**Problem statement**
Among the entries that follow, how many lines contain the word "String"? Give the number alone.

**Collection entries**

//! Handler-level errors.

use std::path::PathBuf;

use thiserror::Error;
use viewgrant_core::{ConfigError, ViewgrantError};

#[derive(Debug, Error)]
pub enum HandlerError {
    #[error("Failed to read {path}: {source}")]
    Input {
        path: PathBuf,
        #[source]
        source: std::io::Error,
    },

    #[error("Failed to read event from stdin: {0}")]
    Stdin(#[source] std::io::Error),

    #[error("Invalid catalog seed file {path}: {reason}")]
    CatalogSeed { path: PathBuf, reason: String },

    #[error("Failed to initialize telemetry: {0}")]
    Telemetry(String),

    #[error("Failed to encode report: {0}")]
    Report(#[from] serde_json::Error),

    #[error(transparent)]
    Viewgrant(#[from] ViewgrantError),
}

impl From<ConfigError> for HandlerError {
    fn from(err: ConfigError) -> Self {
        Self::Viewgrant(err.into())
    }
}

pub type HandlerResult<T> = Result<T, HandlerError>;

**Reply**
2